Stored data entries:
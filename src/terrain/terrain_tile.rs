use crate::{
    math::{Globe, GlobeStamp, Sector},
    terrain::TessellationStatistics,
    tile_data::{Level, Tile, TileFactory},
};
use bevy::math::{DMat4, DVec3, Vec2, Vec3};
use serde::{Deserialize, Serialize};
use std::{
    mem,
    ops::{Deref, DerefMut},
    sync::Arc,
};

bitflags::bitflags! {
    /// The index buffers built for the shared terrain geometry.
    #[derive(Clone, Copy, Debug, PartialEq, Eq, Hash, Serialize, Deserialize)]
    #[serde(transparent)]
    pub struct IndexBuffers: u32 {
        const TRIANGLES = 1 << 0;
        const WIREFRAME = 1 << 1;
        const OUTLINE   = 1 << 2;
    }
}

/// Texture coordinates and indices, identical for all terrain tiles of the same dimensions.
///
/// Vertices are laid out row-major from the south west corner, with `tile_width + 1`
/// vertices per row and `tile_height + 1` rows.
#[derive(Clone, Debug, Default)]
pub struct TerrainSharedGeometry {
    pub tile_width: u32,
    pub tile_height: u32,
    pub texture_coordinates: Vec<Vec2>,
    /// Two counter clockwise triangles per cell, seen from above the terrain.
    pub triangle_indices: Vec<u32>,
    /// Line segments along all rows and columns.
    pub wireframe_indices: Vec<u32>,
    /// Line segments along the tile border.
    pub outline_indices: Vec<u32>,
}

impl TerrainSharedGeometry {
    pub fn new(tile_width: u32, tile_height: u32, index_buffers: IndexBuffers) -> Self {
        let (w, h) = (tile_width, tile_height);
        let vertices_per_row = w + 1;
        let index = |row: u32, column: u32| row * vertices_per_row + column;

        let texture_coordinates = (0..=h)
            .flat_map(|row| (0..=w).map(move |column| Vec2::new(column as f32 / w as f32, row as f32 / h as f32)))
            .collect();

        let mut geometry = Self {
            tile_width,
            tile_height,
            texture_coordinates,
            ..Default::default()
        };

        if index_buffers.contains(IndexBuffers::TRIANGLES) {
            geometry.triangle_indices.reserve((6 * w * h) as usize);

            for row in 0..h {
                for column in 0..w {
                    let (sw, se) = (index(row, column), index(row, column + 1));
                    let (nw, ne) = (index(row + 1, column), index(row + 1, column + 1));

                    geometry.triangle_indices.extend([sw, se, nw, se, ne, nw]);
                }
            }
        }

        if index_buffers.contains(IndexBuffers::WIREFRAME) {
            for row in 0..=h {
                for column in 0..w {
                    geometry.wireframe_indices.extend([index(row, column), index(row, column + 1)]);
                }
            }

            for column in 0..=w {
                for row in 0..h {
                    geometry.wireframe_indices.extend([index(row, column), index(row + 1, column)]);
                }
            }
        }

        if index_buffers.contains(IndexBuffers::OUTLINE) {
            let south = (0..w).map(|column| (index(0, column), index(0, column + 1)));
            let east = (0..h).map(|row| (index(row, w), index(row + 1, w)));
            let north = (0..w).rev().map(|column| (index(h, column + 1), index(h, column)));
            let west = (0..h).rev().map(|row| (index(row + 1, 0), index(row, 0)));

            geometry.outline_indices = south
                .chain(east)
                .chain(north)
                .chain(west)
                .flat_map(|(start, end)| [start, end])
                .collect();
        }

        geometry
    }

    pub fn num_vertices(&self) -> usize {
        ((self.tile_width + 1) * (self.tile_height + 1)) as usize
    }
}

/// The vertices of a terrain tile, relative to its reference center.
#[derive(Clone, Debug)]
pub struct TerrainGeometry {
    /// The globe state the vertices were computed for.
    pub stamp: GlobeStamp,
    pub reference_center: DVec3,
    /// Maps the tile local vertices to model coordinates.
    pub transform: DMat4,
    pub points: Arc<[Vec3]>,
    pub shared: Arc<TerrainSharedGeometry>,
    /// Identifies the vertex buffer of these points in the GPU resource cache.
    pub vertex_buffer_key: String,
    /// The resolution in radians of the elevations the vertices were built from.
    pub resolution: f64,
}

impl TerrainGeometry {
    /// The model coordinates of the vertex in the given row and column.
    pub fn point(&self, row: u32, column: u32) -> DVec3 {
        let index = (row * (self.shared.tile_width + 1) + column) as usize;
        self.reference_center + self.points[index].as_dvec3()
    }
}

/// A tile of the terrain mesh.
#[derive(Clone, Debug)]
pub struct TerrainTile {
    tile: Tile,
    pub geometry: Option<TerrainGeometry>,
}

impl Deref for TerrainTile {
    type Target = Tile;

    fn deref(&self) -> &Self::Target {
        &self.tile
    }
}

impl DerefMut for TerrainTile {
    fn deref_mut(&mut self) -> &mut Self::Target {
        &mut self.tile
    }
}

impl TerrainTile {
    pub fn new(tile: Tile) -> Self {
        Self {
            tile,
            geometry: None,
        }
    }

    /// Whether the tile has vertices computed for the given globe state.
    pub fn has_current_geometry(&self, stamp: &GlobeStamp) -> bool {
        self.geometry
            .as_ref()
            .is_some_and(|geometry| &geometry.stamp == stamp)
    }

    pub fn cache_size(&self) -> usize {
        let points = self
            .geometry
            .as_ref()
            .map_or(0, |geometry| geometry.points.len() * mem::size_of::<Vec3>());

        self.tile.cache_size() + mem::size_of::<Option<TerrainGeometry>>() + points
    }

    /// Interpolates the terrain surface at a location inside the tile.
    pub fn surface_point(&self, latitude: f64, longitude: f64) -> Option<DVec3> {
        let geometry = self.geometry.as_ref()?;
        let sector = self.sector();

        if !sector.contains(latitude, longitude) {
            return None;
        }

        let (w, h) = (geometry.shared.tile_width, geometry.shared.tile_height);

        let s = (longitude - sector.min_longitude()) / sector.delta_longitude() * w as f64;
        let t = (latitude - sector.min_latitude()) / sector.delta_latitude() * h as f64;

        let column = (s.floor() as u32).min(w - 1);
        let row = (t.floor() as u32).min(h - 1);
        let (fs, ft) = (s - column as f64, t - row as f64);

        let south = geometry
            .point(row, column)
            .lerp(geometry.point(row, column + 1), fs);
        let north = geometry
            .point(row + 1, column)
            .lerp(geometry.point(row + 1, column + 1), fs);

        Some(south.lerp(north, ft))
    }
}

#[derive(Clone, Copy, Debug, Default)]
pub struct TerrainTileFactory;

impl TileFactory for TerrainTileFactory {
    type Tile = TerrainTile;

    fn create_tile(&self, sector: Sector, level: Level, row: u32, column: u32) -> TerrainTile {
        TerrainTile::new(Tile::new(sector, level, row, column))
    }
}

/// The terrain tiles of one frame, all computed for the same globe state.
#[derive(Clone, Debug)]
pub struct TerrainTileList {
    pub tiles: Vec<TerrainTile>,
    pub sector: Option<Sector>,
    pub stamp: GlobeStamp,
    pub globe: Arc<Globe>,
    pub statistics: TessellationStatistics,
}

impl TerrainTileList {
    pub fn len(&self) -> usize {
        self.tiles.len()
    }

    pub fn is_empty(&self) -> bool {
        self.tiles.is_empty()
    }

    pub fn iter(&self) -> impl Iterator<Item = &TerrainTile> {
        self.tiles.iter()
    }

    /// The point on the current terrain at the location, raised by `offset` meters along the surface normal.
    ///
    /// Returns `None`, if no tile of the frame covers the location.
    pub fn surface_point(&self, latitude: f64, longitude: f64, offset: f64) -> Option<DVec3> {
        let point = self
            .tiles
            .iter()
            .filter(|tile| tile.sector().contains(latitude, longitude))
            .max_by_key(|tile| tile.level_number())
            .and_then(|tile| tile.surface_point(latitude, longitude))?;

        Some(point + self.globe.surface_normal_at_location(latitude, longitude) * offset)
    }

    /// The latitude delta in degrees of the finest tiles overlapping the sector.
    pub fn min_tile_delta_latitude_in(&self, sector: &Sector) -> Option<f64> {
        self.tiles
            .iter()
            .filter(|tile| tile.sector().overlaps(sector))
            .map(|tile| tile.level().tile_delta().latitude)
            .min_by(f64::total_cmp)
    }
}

Task to carry out
Would you copy out every line in the records that includes the string "north"?

Solution for this exercise
            let north = (0..w).rev().map(|column| (index(h, column + 1), index(h, column)));
                .chain(north)
        let north = geometry
        Some(south.lerp(north, ft))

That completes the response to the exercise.